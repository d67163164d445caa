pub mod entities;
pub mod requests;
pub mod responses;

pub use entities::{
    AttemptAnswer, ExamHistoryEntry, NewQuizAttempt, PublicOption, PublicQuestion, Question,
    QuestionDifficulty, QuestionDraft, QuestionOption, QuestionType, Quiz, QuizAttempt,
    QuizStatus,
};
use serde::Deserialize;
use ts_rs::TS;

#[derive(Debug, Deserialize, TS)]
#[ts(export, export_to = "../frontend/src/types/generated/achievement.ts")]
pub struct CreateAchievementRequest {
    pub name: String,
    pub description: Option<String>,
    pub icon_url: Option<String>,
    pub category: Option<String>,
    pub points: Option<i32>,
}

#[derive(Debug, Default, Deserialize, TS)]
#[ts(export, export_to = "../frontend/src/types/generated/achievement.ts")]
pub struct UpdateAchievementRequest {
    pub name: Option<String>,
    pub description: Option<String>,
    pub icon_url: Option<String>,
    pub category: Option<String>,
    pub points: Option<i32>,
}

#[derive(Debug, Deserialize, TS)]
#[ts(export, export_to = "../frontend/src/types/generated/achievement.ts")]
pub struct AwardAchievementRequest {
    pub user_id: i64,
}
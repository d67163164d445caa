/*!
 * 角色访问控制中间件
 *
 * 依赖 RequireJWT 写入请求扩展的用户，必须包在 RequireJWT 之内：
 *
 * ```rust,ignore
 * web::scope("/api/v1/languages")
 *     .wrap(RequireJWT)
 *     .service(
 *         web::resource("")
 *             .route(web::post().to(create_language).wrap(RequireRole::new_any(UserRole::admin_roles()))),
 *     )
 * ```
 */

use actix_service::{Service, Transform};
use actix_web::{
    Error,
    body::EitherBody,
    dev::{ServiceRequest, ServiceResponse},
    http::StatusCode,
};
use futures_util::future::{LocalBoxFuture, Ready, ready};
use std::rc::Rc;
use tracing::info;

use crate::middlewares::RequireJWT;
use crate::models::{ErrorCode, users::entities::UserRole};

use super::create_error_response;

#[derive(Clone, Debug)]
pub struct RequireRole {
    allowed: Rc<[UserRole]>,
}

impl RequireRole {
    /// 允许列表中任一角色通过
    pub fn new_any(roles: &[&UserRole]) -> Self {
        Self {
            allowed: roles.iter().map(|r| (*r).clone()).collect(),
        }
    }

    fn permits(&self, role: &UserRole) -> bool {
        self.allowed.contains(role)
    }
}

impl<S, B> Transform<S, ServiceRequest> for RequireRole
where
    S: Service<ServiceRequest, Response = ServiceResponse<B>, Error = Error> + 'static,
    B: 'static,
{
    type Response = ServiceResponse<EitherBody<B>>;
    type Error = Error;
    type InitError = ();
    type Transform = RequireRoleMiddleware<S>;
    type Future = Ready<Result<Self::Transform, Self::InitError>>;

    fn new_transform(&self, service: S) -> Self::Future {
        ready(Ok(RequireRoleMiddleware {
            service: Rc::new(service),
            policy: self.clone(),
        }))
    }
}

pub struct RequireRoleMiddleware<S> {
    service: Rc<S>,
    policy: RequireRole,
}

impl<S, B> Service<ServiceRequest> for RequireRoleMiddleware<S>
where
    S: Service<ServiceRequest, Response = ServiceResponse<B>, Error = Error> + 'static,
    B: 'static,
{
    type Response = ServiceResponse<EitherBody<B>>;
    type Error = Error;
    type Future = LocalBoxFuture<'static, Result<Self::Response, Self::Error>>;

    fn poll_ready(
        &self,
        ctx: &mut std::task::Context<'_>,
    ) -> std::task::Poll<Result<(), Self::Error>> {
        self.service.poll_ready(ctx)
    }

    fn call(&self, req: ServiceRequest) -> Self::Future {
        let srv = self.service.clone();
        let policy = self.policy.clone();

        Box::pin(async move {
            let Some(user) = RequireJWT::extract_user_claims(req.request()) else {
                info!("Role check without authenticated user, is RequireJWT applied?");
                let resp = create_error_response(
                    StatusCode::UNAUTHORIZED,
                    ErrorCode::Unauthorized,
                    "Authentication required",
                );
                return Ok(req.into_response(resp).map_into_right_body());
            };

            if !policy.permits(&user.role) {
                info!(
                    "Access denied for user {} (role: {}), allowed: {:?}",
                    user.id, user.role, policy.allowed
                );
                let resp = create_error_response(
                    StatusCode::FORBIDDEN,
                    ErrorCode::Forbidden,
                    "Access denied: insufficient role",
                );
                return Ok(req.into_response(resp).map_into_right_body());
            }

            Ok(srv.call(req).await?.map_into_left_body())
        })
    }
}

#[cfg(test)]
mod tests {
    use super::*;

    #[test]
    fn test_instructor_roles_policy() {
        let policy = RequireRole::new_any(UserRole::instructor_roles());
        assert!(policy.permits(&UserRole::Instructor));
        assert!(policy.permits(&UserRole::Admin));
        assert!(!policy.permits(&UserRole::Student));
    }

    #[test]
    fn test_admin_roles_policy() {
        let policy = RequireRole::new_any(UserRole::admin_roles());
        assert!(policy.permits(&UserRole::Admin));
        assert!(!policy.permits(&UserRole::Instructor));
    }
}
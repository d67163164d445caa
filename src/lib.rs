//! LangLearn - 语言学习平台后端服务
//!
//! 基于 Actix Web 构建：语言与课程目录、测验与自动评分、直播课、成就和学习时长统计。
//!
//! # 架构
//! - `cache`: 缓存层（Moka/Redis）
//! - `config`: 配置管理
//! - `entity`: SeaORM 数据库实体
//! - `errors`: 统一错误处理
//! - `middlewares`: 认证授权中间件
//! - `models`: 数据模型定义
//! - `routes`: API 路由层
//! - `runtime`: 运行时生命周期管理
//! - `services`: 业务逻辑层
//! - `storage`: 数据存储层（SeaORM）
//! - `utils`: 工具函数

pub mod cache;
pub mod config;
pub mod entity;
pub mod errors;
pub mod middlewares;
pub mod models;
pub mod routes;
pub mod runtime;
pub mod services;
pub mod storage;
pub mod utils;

▶ [GOAL OF THE EXERCISE]: Count the lines of the listing above that include the word "derive" and report the number by itself.

▶ [YOUR SOLUTION]: 4